Dataset entries

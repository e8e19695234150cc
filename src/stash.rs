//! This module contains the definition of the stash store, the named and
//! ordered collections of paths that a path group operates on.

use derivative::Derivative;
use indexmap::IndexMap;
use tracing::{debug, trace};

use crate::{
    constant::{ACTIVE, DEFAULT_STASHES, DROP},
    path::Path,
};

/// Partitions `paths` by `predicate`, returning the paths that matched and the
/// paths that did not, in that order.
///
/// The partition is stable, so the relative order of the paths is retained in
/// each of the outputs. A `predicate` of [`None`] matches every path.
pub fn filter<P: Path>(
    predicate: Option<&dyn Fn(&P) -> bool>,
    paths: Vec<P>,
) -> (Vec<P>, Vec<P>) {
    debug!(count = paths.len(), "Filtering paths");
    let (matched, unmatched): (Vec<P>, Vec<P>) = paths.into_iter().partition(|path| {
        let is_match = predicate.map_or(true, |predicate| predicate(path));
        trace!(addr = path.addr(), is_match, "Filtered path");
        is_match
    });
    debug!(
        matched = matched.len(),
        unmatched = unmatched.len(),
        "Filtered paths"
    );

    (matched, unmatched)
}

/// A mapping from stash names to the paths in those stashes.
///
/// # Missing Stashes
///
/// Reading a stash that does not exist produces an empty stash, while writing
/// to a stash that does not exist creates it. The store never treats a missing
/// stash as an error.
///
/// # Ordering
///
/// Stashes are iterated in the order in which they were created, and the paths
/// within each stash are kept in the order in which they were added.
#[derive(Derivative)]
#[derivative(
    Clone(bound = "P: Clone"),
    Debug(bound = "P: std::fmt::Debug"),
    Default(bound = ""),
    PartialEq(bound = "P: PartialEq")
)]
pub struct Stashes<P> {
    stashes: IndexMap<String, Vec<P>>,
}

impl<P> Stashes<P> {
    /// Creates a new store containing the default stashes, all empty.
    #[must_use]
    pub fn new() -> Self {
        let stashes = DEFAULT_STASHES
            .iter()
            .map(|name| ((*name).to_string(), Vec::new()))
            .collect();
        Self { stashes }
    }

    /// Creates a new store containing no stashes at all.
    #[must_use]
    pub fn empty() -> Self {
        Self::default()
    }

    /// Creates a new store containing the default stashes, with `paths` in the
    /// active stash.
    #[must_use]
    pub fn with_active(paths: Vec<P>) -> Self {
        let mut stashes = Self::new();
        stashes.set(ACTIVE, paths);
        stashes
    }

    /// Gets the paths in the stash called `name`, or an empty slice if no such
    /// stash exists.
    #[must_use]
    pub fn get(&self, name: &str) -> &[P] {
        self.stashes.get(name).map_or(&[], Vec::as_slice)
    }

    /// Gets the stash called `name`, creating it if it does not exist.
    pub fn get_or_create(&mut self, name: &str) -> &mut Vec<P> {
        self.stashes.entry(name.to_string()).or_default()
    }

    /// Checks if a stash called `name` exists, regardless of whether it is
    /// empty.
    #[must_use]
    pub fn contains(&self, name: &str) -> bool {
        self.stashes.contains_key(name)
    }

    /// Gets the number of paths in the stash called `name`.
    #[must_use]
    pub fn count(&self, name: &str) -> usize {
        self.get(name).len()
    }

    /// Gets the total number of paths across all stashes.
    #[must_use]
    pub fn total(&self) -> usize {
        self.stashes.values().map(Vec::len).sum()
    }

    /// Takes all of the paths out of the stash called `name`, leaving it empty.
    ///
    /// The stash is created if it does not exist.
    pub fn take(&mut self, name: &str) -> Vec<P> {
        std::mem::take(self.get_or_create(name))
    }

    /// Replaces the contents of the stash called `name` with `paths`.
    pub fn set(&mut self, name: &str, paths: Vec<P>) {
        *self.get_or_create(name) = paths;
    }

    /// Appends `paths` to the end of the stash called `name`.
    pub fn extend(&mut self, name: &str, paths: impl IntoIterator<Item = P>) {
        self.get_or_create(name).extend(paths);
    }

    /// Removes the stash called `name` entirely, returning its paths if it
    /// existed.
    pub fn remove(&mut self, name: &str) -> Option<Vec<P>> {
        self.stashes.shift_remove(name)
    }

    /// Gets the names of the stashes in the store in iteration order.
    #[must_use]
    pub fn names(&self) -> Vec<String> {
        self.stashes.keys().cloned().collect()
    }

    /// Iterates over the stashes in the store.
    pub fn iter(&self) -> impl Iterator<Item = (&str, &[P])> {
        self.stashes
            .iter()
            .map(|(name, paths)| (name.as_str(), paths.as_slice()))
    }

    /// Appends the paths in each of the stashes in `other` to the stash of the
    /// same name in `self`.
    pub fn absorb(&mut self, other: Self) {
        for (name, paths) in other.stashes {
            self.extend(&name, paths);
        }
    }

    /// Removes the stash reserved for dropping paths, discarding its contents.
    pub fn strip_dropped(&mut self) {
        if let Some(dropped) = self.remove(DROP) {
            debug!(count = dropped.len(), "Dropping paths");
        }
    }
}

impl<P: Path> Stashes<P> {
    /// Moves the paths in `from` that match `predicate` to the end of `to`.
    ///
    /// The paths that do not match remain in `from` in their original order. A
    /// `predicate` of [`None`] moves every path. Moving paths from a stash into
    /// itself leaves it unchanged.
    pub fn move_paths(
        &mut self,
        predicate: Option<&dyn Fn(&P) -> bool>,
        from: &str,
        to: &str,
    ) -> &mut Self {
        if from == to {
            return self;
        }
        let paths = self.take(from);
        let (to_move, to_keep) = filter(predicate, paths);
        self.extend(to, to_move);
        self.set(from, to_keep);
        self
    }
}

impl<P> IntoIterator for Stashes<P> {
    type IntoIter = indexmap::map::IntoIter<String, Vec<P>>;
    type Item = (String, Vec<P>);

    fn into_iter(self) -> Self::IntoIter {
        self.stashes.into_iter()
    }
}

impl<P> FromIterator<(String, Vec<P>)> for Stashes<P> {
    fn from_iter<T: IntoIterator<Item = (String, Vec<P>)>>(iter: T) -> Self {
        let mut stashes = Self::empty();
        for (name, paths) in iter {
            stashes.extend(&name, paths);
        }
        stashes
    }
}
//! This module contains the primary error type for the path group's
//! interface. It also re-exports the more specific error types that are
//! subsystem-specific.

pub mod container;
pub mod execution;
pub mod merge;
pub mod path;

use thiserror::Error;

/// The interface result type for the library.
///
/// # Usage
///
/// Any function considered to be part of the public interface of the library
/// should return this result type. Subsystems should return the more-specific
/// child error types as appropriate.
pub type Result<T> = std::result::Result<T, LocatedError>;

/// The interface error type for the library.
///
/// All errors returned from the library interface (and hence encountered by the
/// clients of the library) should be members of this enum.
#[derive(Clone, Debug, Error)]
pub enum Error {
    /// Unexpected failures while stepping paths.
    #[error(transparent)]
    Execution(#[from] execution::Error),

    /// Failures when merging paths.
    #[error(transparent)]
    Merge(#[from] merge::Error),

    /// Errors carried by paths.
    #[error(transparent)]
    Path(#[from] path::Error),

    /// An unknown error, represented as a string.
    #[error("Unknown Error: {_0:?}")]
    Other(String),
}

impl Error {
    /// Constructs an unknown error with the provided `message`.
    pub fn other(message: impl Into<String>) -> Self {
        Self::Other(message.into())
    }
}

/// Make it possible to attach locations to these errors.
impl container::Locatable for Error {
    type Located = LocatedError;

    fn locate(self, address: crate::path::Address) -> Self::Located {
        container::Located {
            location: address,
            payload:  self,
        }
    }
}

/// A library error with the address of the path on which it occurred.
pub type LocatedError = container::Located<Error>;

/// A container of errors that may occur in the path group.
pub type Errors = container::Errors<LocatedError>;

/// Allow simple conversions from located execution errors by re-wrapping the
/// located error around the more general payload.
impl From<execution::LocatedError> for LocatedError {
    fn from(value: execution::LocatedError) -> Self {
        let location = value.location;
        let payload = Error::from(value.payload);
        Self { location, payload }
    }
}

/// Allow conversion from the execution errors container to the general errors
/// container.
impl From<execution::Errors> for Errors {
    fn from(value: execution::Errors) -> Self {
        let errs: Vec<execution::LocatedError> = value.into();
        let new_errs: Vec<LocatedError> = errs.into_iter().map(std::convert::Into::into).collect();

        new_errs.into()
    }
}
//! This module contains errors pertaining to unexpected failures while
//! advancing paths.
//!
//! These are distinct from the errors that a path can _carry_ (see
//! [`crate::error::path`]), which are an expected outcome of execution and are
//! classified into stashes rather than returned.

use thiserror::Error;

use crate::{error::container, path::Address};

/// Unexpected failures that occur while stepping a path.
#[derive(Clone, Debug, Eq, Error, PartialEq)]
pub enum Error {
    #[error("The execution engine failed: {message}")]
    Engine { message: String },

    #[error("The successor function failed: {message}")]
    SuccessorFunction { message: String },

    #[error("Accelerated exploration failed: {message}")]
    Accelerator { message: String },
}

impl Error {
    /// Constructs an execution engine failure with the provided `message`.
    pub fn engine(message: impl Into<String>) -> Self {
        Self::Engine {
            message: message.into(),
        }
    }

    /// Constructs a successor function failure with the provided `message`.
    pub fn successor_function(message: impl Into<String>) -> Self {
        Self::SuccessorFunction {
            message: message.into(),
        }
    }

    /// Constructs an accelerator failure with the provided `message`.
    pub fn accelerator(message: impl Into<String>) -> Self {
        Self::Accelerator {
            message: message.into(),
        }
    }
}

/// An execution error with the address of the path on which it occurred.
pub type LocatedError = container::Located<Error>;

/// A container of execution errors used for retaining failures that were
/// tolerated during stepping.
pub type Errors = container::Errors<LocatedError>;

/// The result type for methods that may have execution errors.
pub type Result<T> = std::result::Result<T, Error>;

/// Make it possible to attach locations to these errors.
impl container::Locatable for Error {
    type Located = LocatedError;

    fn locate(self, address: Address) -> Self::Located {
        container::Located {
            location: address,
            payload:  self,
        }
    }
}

* **WORK REQUIRED**:
Pull out all lines in the data above that include "derive".

* **WRITTEN SOLUTION**:
#[derive(Derivative)]
#[derive(Clone, Debug, Error)]
#[derive(Clone, Debug, Eq, Error, PartialEq)]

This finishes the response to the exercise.